Marketing Operations Emerges As A Discipline
Faced by these demands many CMOs have commissioned a Marketing Operations organization to tackle these challenges. Originally designated to create metrics and dashboards for accountability, leading companies are increasingly treating marketing operations as a key foundation to the marketing function.1
Marketing Operations is the only function, (other than the busy CMO), that manages marketing from an end-to-end perspective. Marketing functions such as PR, product marketing and regional marketing only see a portion of the big picture.
“Marketing Operations ensures marketing is run as a business,” states a VP of Marketing Operations at a major Silicon Valleyfirm, “We strive to enable the marketing organization to be streamlined in day-to-day processes so they have time to think, focus on the customer and to innovate.”2
The 5Ts of Marketing Operations
What constitutes Marketing Operations?
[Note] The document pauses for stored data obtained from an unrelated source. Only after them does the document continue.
//! Read-only accuracy / loss pass over a dataset split.

use candle_core::{DType, Tensor};
use rand::Rng;
use serde::Serialize;

use crate::{
    error::{KwsError, Result},
    loader::DataLoader,
    model::Classifier,
    preprocess::Preprocessor,
    trainer::Metrics,
};

/// Outcome of one evaluation pass.
#[derive(Clone, Copy, Debug, PartialEq, Serialize)]
pub struct EvalReport {
    /// Top-1 accuracy in percent, `[0, 100]`.
    pub accuracy: f64,
    /// Mean of the per-batch losses.
    pub loss: f64,
    pub samples: usize,
}

/// Borrowing evaluator: eval-mode forward passes, no parameter updates,
/// SpecAugment never applied.
pub struct Evaluator<'a, C: Classifier + ?Sized> {
    model: &'a C,
    preprocessor: &'a Preprocessor,
}

impl<'a, C: Classifier + ?Sized> Evaluator<'a, C> {
    pub fn new(model: &'a C, preprocessor: &'a Preprocessor) -> Self {
        Self {
            model,
            preprocessor,
        }
    }

    /// One in-order pass over `loader`'s dataset. Waveform augmentation runs
    /// only when `augment` is set. An empty split fails with
    /// [`KwsError::EmptyDataset`].
    pub fn evaluate<R: Rng + ?Sized>(
        &self,
        loader: &DataLoader,
        augment: bool,
        rng: &mut R,
    ) -> Result<EvalReport> {
        let dataset = loader.dataset();
        if dataset.is_empty() {
            return Err(KwsError::EmptyDataset(dataset.name().to_owned()));
        }

        let mut metrics = Metrics::default();
        for batch in loader.in_order()? {
            let batch = batch?;
            let xs = self.preprocessor.features(&batch, augment, false, rng)?;
            let ys = self.preprocessor.labels(&batch)?;
            let logits = self.model.forward_t(&xs, false)?;
            check_logits(&logits, batch.len(), self.model.num_classes())?;

            let loss = candle_nn::loss::cross_entropy(&logits, &ys)?;
            metrics.update(
                loss.to_scalar::<f32>()? as f64,
                correct_count(&logits, &ys)?,
                batch.len(),
            );
        }

        let (loss, accuracy) = metrics.finalize();
        Ok(EvalReport {
            accuracy,
            loss,
            samples: metrics.total(),
        })
    }
}

/// Logits must be exactly `[batch, classes]`.
pub(crate) fn check_logits(logits: &Tensor, batch: usize, classes: usize) -> Result<()> {
    let expected = [batch, classes];
    if logits.dims() != expected {
        return Err(KwsError::ShapeMismatch {
            expected: expected.to_vec(),
            got: logits.dims().to_vec(),
        });
    }
    Ok(())
}

/// Top-1 hits of `logits` against `labels`.
pub(crate) fn correct_count(logits: &Tensor, labels: &Tensor) -> Result<usize> {
    let hits = logits
        .argmax(1)?
        .eq(labels)?
        .to_dtype(DType::F32)?
        .sum_all()?
        .to_scalar::<f32>()?;
    Ok(hits.round() as usize)
}

#[cfg(test)]
mod tests {
    use candle_core::Device;

    use super::*;

    #[test]
    fn correct_count_uses_argmax() {
        let logits = Tensor::new(&[[2.0f32, 1.0], [0.0, 3.0], [5.0, -1.0]], &Device::Cpu).unwrap();
        let labels = Tensor::new(&[0u32, 1, 1], &Device::Cpu).unwrap();
        assert_eq!(correct_count(&logits, &labels).unwrap(), 2);
    }

    #[test]
    fn wrong_logit_shape_is_reported() {
        let logits = Tensor::zeros((4, 3), DType::F32, &Device::Cpu).unwrap();
        let err = check_logits(&logits, 4, 12).unwrap_err();
        match err {
            KwsError::ShapeMismatch { expected, got } => {
                assert_eq!(expected, vec![4, 12]);
                assert_eq!(got, vec![4, 3]);
            }
            other => panic!("unexpected error {other}"),
        }
    }
}
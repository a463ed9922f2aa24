//! Trained-model persistence: safetensors weights + a JSON model card.
//!
//! ```text
//! <dir>/model.safetensors   VarMap::save
//! <dir>/model.json          ModelCard (labels, tau, front-end)
//! ```

use std::{
    fs::File,
    io::{BufReader, BufWriter},
    path::Path,
};

use candle_core::{DType, Device, Tensor};
use candle_nn::{VarBuilder, VarMap};
use serde::{Deserialize, Serialize};

use crate::{
    config::{FeatureConfig, Tau},
    error::{KwsError, Result},
    features::FeatureExtractor,
    model::{BcResNet, Classifier},
};

pub const WEIGHTS_FILE: &str = "model.safetensors";
pub const CARD_FILE: &str = "model.json";

/// Everything needed to rebuild the classifier and its input pipeline.
#[derive(Clone, Debug, PartialEq, Serialize, Deserialize)]
pub struct ModelCard {
    pub labels: Vec<String>,
    pub tau: Tau,
    pub features: FeatureConfig,
    pub best_valid_acc: Option<f64>,
}

impl ModelCard {
    pub fn num_classes(&self) -> usize {
        self.labels.len()
    }
}

/// Write weights and card into `dir` (created if missing).
pub fn save<P: AsRef<Path>>(dir: P, varmap: &VarMap, card: &ModelCard) -> Result<()> {
    let dir = dir.as_ref();
    std::fs::create_dir_all(dir)?;
    varmap.save(dir.join(WEIGHTS_FILE))?;
    serde_json::to_writer_pretty(BufWriter::new(File::create(dir.join(CARD_FILE))?), card)?;
    log::info!("checkpoint written to {}", dir.display());
    Ok(())
}

/// Read only the model card of the checkpoint in `dir`.
pub fn read_card<P: AsRef<Path>>(dir: P) -> Result<ModelCard> {
    let path = dir.as_ref().join(CARD_FILE);
    Ok(serde_json::from_reader(BufReader::new(File::open(path)?))?)
}

/// Rebuild a [`BcResNet`] from `dir` on `device`.
pub fn load<P: AsRef<Path>>(dir: P, device: &Device) -> Result<(BcResNet, ModelCard, VarMap)> {
    let dir = dir.as_ref();
    let card = read_card(dir)?;
    if card.labels.is_empty() {
        return Err(KwsError::config(format!(
            "model card in {} lists no labels",
            dir.display()
        )));
    }

    let mut varmap = VarMap::new();
    let vb = VarBuilder::from_varmap(&varmap, DType::F32, device);
    let model = BcResNet::new(card.tau, card.num_classes(), vb)?;
    varmap.load(dir.join(WEIGHTS_FILE))?;
    Ok((model, card, varmap))
}

/// Classify one clip in eval mode: `(label, probability)` pairs sorted by
/// decreasing probability, one per class.
pub fn rank_labels<C: Classifier + ?Sized>(
    model: &C,
    card: &ModelCard,
    extractor: &FeatureExtractor,
    clip: &[f32],
    device: &Device,
) -> Result<Vec<(String, f32)>> {
    let spec = extractor.extract(clip)?;
    let (n_mels, frames) = spec.shape();
    let xs = Tensor::from_vec(spec.into_vec(), (1, 1, n_mels, frames), device)?;
    let logits = model.forward_t(&xs, false)?;
    crate::evaluate::check_logits(&logits, 1, card.num_classes())?;

    let probs: Vec<f32> = candle_nn::ops::softmax_last_dim(&logits)?
        .squeeze(0)?
        .to_vec1()?;
    let mut ranked: Vec<(String, f32)> = card.labels.iter().cloned().zip(probs).collect();
    ranked.sort_by(|a, b| b.1.total_cmp(&a.1));
    Ok(ranked)
}
//! Batch → model input.
//!
//! waveform augmentation (optional) → log-mel → SpecAugment (optional) →
//! `[B, 1, mel_bins, frames]` tensor on the device chosen at construction.

use candle_core::{Device, Tensor};
use rand::Rng;

use crate::{
    augment::{SpectralAugmenter, WaveformAugmenter},
    config::KwsConfig,
    dataset::Batch,
    error::Result,
    features::{FeatureExtractor, Spectrogram},
};

pub struct Preprocessor {
    extractor: FeatureExtractor,
    waveform: WaveformAugmenter,
    spectral: SpectralAugmenter,
    device: Device,
}

impl Preprocessor {
    pub fn new(
        extractor: FeatureExtractor,
        waveform: WaveformAugmenter,
        spectral: SpectralAugmenter,
        device: Device,
    ) -> Self {
        Self {
            extractor,
            waveform,
            spectral,
            device,
        }
    }

    /// Build every stage from the run config, loading the noise pool if needed.
    pub fn from_config(cfg: &KwsConfig, device: Device) -> Result<Self> {
        Ok(Self::new(
            FeatureExtractor::new(&cfg.features)?,
            WaveformAugmenter::from_config(cfg)?,
            SpectralAugmenter::new(cfg.tau, &cfg.spec_augment),
            device,
        ))
    }

    pub fn device(&self) -> &Device {
        &self.device
    }

    pub fn extractor(&self) -> &FeatureExtractor {
        &self.extractor
    }

    /// One clip through the pipeline.
    pub fn spectrogram<R: Rng + ?Sized>(
        &self,
        waveform: &[f32],
        label: u32,
        augment: bool,
        spec_augment: bool,
        rng: &mut R,
    ) -> Result<Spectrogram> {
        let spec = if augment {
            let augmented = self.waveform.apply(waveform, label, rng)?;
            self.extractor.extract(&augmented)?
        } else {
            self.extractor.extract(waveform)?
        };
        Ok(if spec_augment {
            self.spectral.apply(&spec, rng)
        } else {
            spec
        })
    }

    /// Feature tensor `[B, 1, mel_bins, frames]` for a whole batch.
    pub fn features<R: Rng + ?Sized>(
        &self,
        batch: &Batch,
        augment: bool,
        spec_augment: bool,
        rng: &mut R,
    ) -> Result<Tensor> {
        let (n_mels, frames) = (self.extractor.n_mels(), self.extractor.frames());
        let mut data = Vec::with_capacity(batch.len() * n_mels * frames);
        for (waveform, label) in batch.iter() {
            let spec = self.spectrogram(waveform, label, augment, spec_augment, rng)?;
            data.extend(spec.into_vec());
        }
        Ok(Tensor::from_vec(
            data,
            (batch.len(), 1, n_mels, frames),
            &self.device,
        )?)
    }

    /// Label vector `[B]` (u32) on the same device.
    pub fn labels(&self, batch: &Batch) -> Result<Tensor> {
        Ok(Tensor::new(batch.labels.as_slice(), &self.device)?)
    }
}

#[cfg(test)]
mod tests {
    use rand::{SeedableRng, rngs::StdRng};

    use super::*;
    use crate::{
        config::{FeatureConfig, SpecAugmentConfig, Tau},
        dataset::Sample,
    };

    fn preprocessor(tau: Tau) -> Preprocessor {
        Preprocessor::new(
            FeatureExtractor::new(&FeatureConfig::default()).unwrap(),
            WaveformAugmenter::identity(),
            SpectralAugmenter::new(tau, &SpecAugmentConfig::default()),
            Device::Cpu,
        )
    }

    #[test]
    fn batch_tensor_has_channel_axis() {
        let pre = preprocessor(Tau::X1);
        let batch: Batch = [
            Sample::new(vec![0.1; 8_000], 0),
            Sample::new(vec![0.2; 32_000], 1),
        ]
        .into_iter()
        .collect();
        let mut rng = StdRng::seed_from_u64(0);
        let x = pre.features(&batch, true, true, &mut rng).unwrap();
        assert_eq!(x.dims(), &[2, 1, 40, 201]);
        let y = pre.labels(&batch).unwrap();
        assert_eq!(y.to_vec1::<u32>().unwrap(), vec![0, 1]);
    }

    #[test]
    fn spec_augment_is_skipped_when_not_requested() {
        let pre = preprocessor(Tau::X8);
        let clip: Vec<f32> = (0..16_000).map(|i| (i as f32 * 0.03).sin()).collect();
        let mut rng = StdRng::seed_from_u64(1);
        let plain = pre.spectrogram(&clip, 2, false, false, &mut rng).unwrap();
        assert_eq!(plain, pre.extractor().extract(&clip).unwrap());
    }

    #[test]
    fn overlong_clip_propagates_length_exceeded() {
        let pre = preprocessor(Tau::X1);
        let batch: Batch = [Sample::new(vec![0.0; 32_001], 0)].into_iter().collect();
        let mut rng = StdRng::seed_from_u64(0);
        let err = pre.features(&batch, false, false, &mut rng).unwrap_err();
        assert!(matches!(err, crate::KwsError::LengthExceeded { .. }));
    }
}
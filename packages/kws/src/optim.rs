//! Parameter-update rules.
//!
//! [`MomentumSgd`] is the default (momentum 0.9, weight decay 1e-3) and
//! implements `candle_nn::Optimizer` so it plugs in wherever candle's own
//! optimizers do. [`KwsOptimizer`] picks between it and candle's `AdamW`.

use candle_core::{Tensor, Var, backprop::GradStore};
use candle_nn::{
    Optimizer,
    optim::{AdamW, ParamsAdamW},
};

use crate::{
    config::{OptimizerConfig, OptimizerKind},
    error::Result,
};

/// Hyper-parameters of [`MomentumSgd`].
#[derive(Clone, Copy, Debug, PartialEq)]
pub struct ParamsSgd {
    pub lr: f64,
    pub momentum: f64,
    pub weight_decay: f64,
}

impl Default for ParamsSgd {
    fn default() -> Self {
        Self {
            lr: 0.1,
            momentum: 0.9,
            weight_decay: 1e-3,
        }
    }
}

/// SGD with heavy-ball momentum and L2 weight decay (PyTorch semantics):
///
/// ```text
/// g   ← ∇w + wd · w
/// buf ← momentum · buf + g
/// w   ← w − lr · buf
/// ```
#[derive(Debug)]
pub struct MomentumSgd {
    // (parameter, velocity)
    vars: Vec<(Var, Var)>,
    params: ParamsSgd,
}

impl Optimizer for MomentumSgd {
    type Config = ParamsSgd;

    fn new(vars: Vec<Var>, params: ParamsSgd) -> candle_core::Result<Self> {
        let vars = vars
            .into_iter()
            .filter(|v| v.dtype().is_float())
            .map(|v| {
                let velocity = Var::zeros(v.shape(), v.dtype(), v.device())?;
                Ok((v, velocity))
            })
            .collect::<candle_core::Result<Vec<_>>>()?;
        Ok(Self { vars, params })
    }

    fn learning_rate(&self) -> f64 {
        self.params.lr
    }

    fn set_learning_rate(&mut self, lr: f64) {
        self.params.lr = lr;
    }

    fn step(&mut self, grads: &GradStore) -> candle_core::Result<()> {
        let ParamsSgd {
            lr,
            momentum,
            weight_decay,
        } = self.params;
        for (var, velocity) in &self.vars {
            // frozen or unused parameters have no gradient
            let Some(grad) = grads.get(var) else {
                continue;
            };
            let grad = if weight_decay != 0.0 {
                (grad + (var.as_tensor() * weight_decay)?)?
            } else {
                grad.clone()
            };
            let update = if momentum != 0.0 {
                ((velocity.as_tensor() * momentum)? + &grad)?
            } else {
                grad
            };
            velocity.set(&update)?;
            var.set(&var.sub(&(update * lr)?)?)?;
        }
        Ok(())
    }
}

/* ───────────────────────── selection ───────────────────────── */

/// Optimizer chosen by [`OptimizerConfig::kind`].
pub enum KwsOptimizer {
    Sgd(MomentumSgd),
    AdamW(AdamW),
}

impl KwsOptimizer {
    pub fn new(cfg: &OptimizerConfig, vars: Vec<Var>, lr: f64) -> Result<Self> {
        Ok(match cfg.kind {
            OptimizerKind::Sgd => Self::Sgd(MomentumSgd::new(
                vars,
                ParamsSgd {
                    lr,
                    momentum: cfg.momentum,
                    weight_decay: cfg.weight_decay,
                },
            )?),
            OptimizerKind::AdamW => Self::AdamW(AdamW::new(
                vars,
                ParamsAdamW {
                    lr,
                    weight_decay: cfg.weight_decay,
                    ..Default::default()
                },
            )?),
        })
    }

    pub fn learning_rate(&self) -> f64 {
        match self {
            Self::Sgd(o) => o.learning_rate(),
            Self::AdamW(o) => o.learning_rate(),
        }
    }

    pub fn set_learning_rate(&mut self, lr: f64) {
        match self {
            Self::Sgd(o) => o.set_learning_rate(lr),
            Self::AdamW(o) => o.set_learning_rate(lr),
        }
    }

    /// Backward through `loss`, one update, gradients dropped on return.
    pub fn backward_step(&mut self, loss: &Tensor) -> Result<()> {
        match self {
            Self::Sgd(o) => o.backward_step(loss)?,
            Self::AdamW(o) => o.backward_step(loss)?,
        }
        Ok(())
    }
}

#[cfg(test)]
mod tests {
    use candle_core::{DType, Device};

    use super::*;

    fn scalar(v: &Var) -> f32 {
        v.as_tensor().to_vec1::<f32>().unwrap()[0]
    }

    #[test]
    fn plain_sgd_step_matches_hand_computation() {
        let w = Var::new(&[2.0f32], &Device::Cpu).unwrap();
        let mut opt = MomentumSgd::new(
            vec![w.clone()],
            ParamsSgd {
                lr: 0.1,
                momentum: 0.0,
                weight_decay: 0.0,
            },
        )
        .unwrap();
        // loss = w², d/dw = 2w = 4
        let loss = w.as_tensor().sqr().unwrap().sum_all().unwrap();
        opt.backward_step(&loss).unwrap();
        assert!((scalar(&w) - 1.6).abs() < 1e-6);
    }

    #[test]
    fn momentum_and_weight_decay_accumulate() {
        let w = Var::new(&[1.0f32], &Device::Cpu).unwrap();
        let mut opt = MomentumSgd::new(
            vec![w.clone()],
            ParamsSgd {
                lr: 0.1,
                momentum: 0.9,
                weight_decay: 0.5,
            },
        )
        .unwrap();
        // loss = 3w → grad 3; with decay g = 3 + 0.5w
        for _ in 0..2 {
            let loss = (w.as_tensor() * 3.0).unwrap().sum_all().unwrap();
            opt.backward_step(&loss).unwrap();
        }
        // step 1: g=3.5, buf=3.5, w=0.65
        // step 2: g=3.325, buf=0.9*3.5+3.325=6.475, w=0.65-0.6475=0.0025
        assert!((scalar(&w) - 0.0025).abs() < 1e-5, "w={}", scalar(&w));
    }

    #[test]
    fn learning_rate_is_settable_through_the_wrapper() {
        let w = Var::zeros(3, DType::F32, &Device::Cpu).unwrap();
        for kind in [OptimizerKind::Sgd, OptimizerKind::AdamW] {
            let cfg = OptimizerConfig {
                kind,
                ..Default::default()
            };
            let mut opt = KwsOptimizer::new(&cfg, vec![w.clone()], 0.1).unwrap();
            assert_eq!(opt.learning_rate(), 0.1);
            opt.set_learning_rate(0.02);
            assert_eq!(opt.learning_rate(), 0.02);
        }
    }
}
/// Integration tests for database migrations
///
/// These tests require a running PostgreSQL database reachable via the
/// DATABASE_URL environment variable. They are skipped when
/// DATABASE_URL is not set.

use std::env;
use tackboard_shared::db::migrations::{
    ensure_database_exists, get_migration_status, run_migrations,
};
use tackboard_shared::db::pool::{close_pool, create_pool, DatabaseConfig};

fn test_database_url() -> Option<String> {
    env::var("DATABASE_URL").ok()
}

#[tokio::test]
async fn test_run_migrations() {
    let Some(url) = test_database_url() else {
        eprintln!("DATABASE_URL not set, skipping");
        return;
    };

    ensure_database_exists(&url)
        .await
        .expect("Failed to ensure database exists");

    let pool = create_pool(DatabaseConfig {
        url,
        ..Default::default()
    })
    .await
    .expect("Failed to create pool");

    run_migrations(&pool).await.expect("Migrations failed");

    let status = get_migration_status(&pool)
        .await
        .expect("Failed to get migration status");
    assert!(status.applied_migrations > 0, "No migrations were applied");
    assert!(status.latest_version.is_some());

    close_pool(pool).await;
}

#[tokio::test]
async fn test_migrations_are_idempotent() {
    let Some(url) = test_database_url() else {
        eprintln!("DATABASE_URL not set, skipping");
        return;
    };

    ensure_database_exists(&url)
        .await
        .expect("Failed to ensure database exists");

    let pool = create_pool(DatabaseConfig {
        url,
        ..Default::default()
    })
    .await
    .expect("Failed to create pool");

    // Running twice must not fail or re-apply anything
    run_migrations(&pool).await.expect("First run failed");
    let first = get_migration_status(&pool).await.expect("status");

    run_migrations(&pool).await.expect("Second run failed");
    let second = get_migration_status(&pool).await.expect("status");

    assert_eq!(first.applied_migrations, second.applied_migrations);
    assert_eq!(first.latest_version, second.latest_version);

    close_pool(pool).await;
}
Based on our work with clients, and in our research, we have found that Marketing Operations is an emerging dimension to the marketing mix. Enabled by new processes and technology, it goes beyond the 4Ps (i.e. Product, Price, Place, Promotion), and 3Cs (i.e. Customers, Competitors, Corporation3), to fully round out the marketing mix. The 5Ts of Marketing Operations are:
- T otal Strategy
- T echniques & Processes
- T racking & Predictive Modeling
- T echnology
- T alent
By approaching Marketing Operations across these dimensions, CMOs have an integrated approach to enable marketing worldwide. Let’s describe the 5Ts in more detail:
Total Strategy: This area involves strategy development in the product portfolio. It is not uncommon for large companies to have seventy-five or more products in their portfolios some have hundreds. Managing investments and priorities across the portfolio is paramount.
- What constitutes effective strategy development for each product?
- What are the key elements needed in each plan to win in the market-place and to roll this out worldwide?
- Where do we “double-down” our investment? How do we gain market-share with our resources? Where do we reduce investment?
- Does the organization reflect how our business should optimally interact with customers? Are there new ways we can improve our dialog and reach?
- Chief of staff for the CMO: Based on our work with clients and research, the head of marketing operations in a number of companies takes on this role – driving the organizational agenda, identifying “white spaces”, and ensuring measurement results are discussed at review meetings.
Techniques & Processes: How should information flow most effectively across the marketing organization worldwide? How do we make decisions? What are our governance processes? What is our roadmap for marketing processes next year? in 3 years?
- Fiscal planning processes and reviews.
- How should budgets be allocated?
- How should we optimally interact with our customers? What are the touch points?
- How should information flow within marketing and with other stakeholders such as sales and business units?
- Standards and criteria for evaluating new initiatives and campaigns.
- What are product launch categories (e.g. Criteria for “A”, “B”, or “C” launches)
- Can we apply six-sigma to our processes?
Tracking and Predictive Modeling: How do we make marketing more accountable? How do we measure campaigns and ensure better predictability of outcomes?
- How are we doing today? Metrics and dashboards
- Forecasting – What are leading indicators of the future? How can we better target and predict? e.g. data mining customer databases.
Technology: How do we implement technology across the globe to enable effective customer dialog, demand generation and measurement? What are the business requirements for IT? How does technology support the marketing and sales process roadmap for the next 3 years? How do we integrate with sales technology?
- Internet/Web/e-commerce
- Consolidating/Rationalizing Customer Databases
- Online Customer Forums
- Marketing Resource Management Software
- Analytics/Decision making software
- Marketing Research Databases etc.
Talent: How do we ensure our marketing personnel are trained and able to work with new marketing technologies and processes? How can we enable them to make the right decisions based on analytics and campaign scorecards?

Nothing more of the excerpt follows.